Taquigrafia por correspondência?
(continuação)
Aliás, para se ter um bom aproveitamento
do curso de taquigrafia, tanto nível básico como
de aperfeiçoamento (treinamento de velocidade), é
imprescindível que o professor seja taquígrafo atuante
no mercado, que exerça a sua função no dia-a-dia,
de preferência, concursado em um órgão público
em plena atividade. O professor taquígrafo que exerce sua
função taquigráfica tem a capacidade de passar
o conhecimento atualizado, aperfeiçoado, onde ele mesmo
vive a taquigrafia cotidianamente e passando suas experiências
para os alunos. O professor taquígrafo que se retira de
suas atividades (aposentado) tem a expência de anos, mas
perde a embocadura, o tempo da taquigrafia, ele fica passando
apenas o que fez, e não o que está a fazer na atualidade,
já que não mais está exercendo suas atividades
profissionais, o que dificulta em muito a otimização
de resultados para os alunos.
Em cada aula dada no Centro de Estudos de Taquigrafia
questionamos os alunos presentes se seria possível aprender
aquele capítulo por correspondência (à distância).

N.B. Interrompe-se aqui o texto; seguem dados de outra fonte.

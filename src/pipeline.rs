//! Feature extraction pipeline
//!
//! Drains a [`WaveformSource`] into one outgoing and one returning
//! [`WaveformAnalysis`], then runs differencing, smoothing, peak detection
//! and refinement on each.

use log::{debug, info, warn};

use crate::config::PipelineConfig;
use crate::error::Result;
use crate::features::{Peak, Refinement, WaveformAnalysis};
use crate::waveform::{WaveClass, WaveformSource};

/// Everything extracted from one wave class
#[derive(Debug, Clone)]
pub struct ClassFeatures {
    /// Buffer and derived sequences
    pub analysis: WaveformAnalysis,
    /// Refined peaks and failed fits
    pub refinement: Refinement,
}

impl ClassFeatures {
    /// Detected peaks
    pub fn peaks(&self) -> &[Peak] {
        self.analysis.peaks()
    }
}

/// Features of a whole flight line
#[derive(Debug, Clone)]
pub struct FlightLineFeatures {
    /// Pulses read from the source
    pub num_pulses: usize,
    /// Outgoing wave features
    pub outgoing: ClassFeatures,
    /// Returning wave features
    pub returning: ClassFeatures,
}

/// Runs the full extraction over a waveform source
#[derive(Debug, Clone, Default)]
pub struct FeatureExtractor {
    config: PipelineConfig,
}

impl FeatureExtractor {
    /// Create an extractor
    pub fn new(config: PipelineConfig) -> Self {
        Self { config }
    }

    /// Configuration in use
    pub fn config(&self) -> &PipelineConfig {
        &self.config
    }

    /// Read every pulse from `source` and extract features
    ///
    /// # Arguments
    /// * `source` - Pulse source; it is drained completely
    ///
    /// # Returns
    /// Peaks and refined peaks for both wave classes. Pulses without a
    /// returning sampling contribute only to the outgoing wave.
    ///
    /// # Errors
    /// Fails on invalid configuration, malformed pulses (see
    /// [`crate::waveform::Pulse::split_waves`]), negative samples or any
    /// source error. Refinement fits that do not converge are not errors.
    pub fn extract<S: WaveformSource + ?Sized>(&self, source: &mut S) -> Result<FlightLineFeatures> {
        self.config.validate()?;
        let max_count = self.config.max_count;

        let mut outgoing = WaveformAnalysis::new(WaveClass::Outgoing);
        let mut returning = WaveformAnalysis::new(WaveClass::Returning);
        let mut num_pulses = 0;

        while let Some(pulse) = source.next_pulse()? {
            let (out, ret) = pulse.split_waves()?;

            if out.num_samples() > max_count {
                debug!(
                    "[PIPELINE] Pulse {}: outgoing truncated from {} to {} samples",
                    pulse.index,
                    out.num_samples(),
                    max_count
                );
            }
            outgoing.populate_timed(out.timed_samples(), max_count, pulse.index)?;

            if let Some(ret) = ret {
                returning.populate_timed(ret.timed_samples(), max_count, pulse.index)?;
            }
            num_pulses += 1;
        }

        if num_pulses == 0 {
            warn!("[PIPELINE] Source held no pulses");
        }
        outgoing.buffer().log_summary();
        returning.buffer().log_summary();

        let outgoing = self.finish(outgoing)?;
        let returning = self.finish(returning)?;

        info!(
            "[PIPELINE] {} pulses: {} outgoing peaks, {} returning peaks",
            num_pulses,
            outgoing.peaks().len(),
            returning.peaks().len()
        );

        Ok(FlightLineFeatures {
            num_pulses,
            outgoing,
            returning,
        })
    }

    fn finish(&self, mut analysis: WaveformAnalysis) -> Result<ClassFeatures> {
        analysis.analyze(&self.config.detector())?;

        let refiner = self.config.refiner();
        let refinement = analysis.refine_peaks(refiner.as_ref())?;
        if !refinement.failed.is_empty() {
            warn!(
                "[PIPELINE] {} wave: {} of {} peaks could not be refined",
                analysis.class(),
                refinement.failed.len(),
                analysis.peaks().len()
            );
        }

        Ok(ClassFeatures {
            analysis,
            refinement,
        })
    }
}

Resposta unânime entre todos: "Não". A
presença do professor é imprescindível no
ensino da taquigrafia, principalmente para quem quer-se preparar
para concursos públicos. Aprender taquigrafia por correspondência
é perda de tempo e de dinheiro. Curso sério de taquigrafia
não oferece isso para ninguém. Portanto, ao obter
informações sobre o curso são pré-requisitos
imprescindíveis para um bom retorno do curso de taquigrafia:
curso registrado oficialmente, professor taquígrafo concursado
em órgão público em atividade, sala de aula
estruturada e apropriada e que jamais seja oferecido um curso
por correspondência.
Portanto, ao escolher um curso de taquigrafia trace alguns pré-requisitos
se quiser ter um bom retorno nos seus estudos: jamais aprender
taquigrafia por correspondência, ter aulas com profissionais
taquígrafos que atuam na área, que estejam em atividade
e que o curso seja registrado em órgão oficial (fornecimento
de cerficado oficial, não certificado de participação)".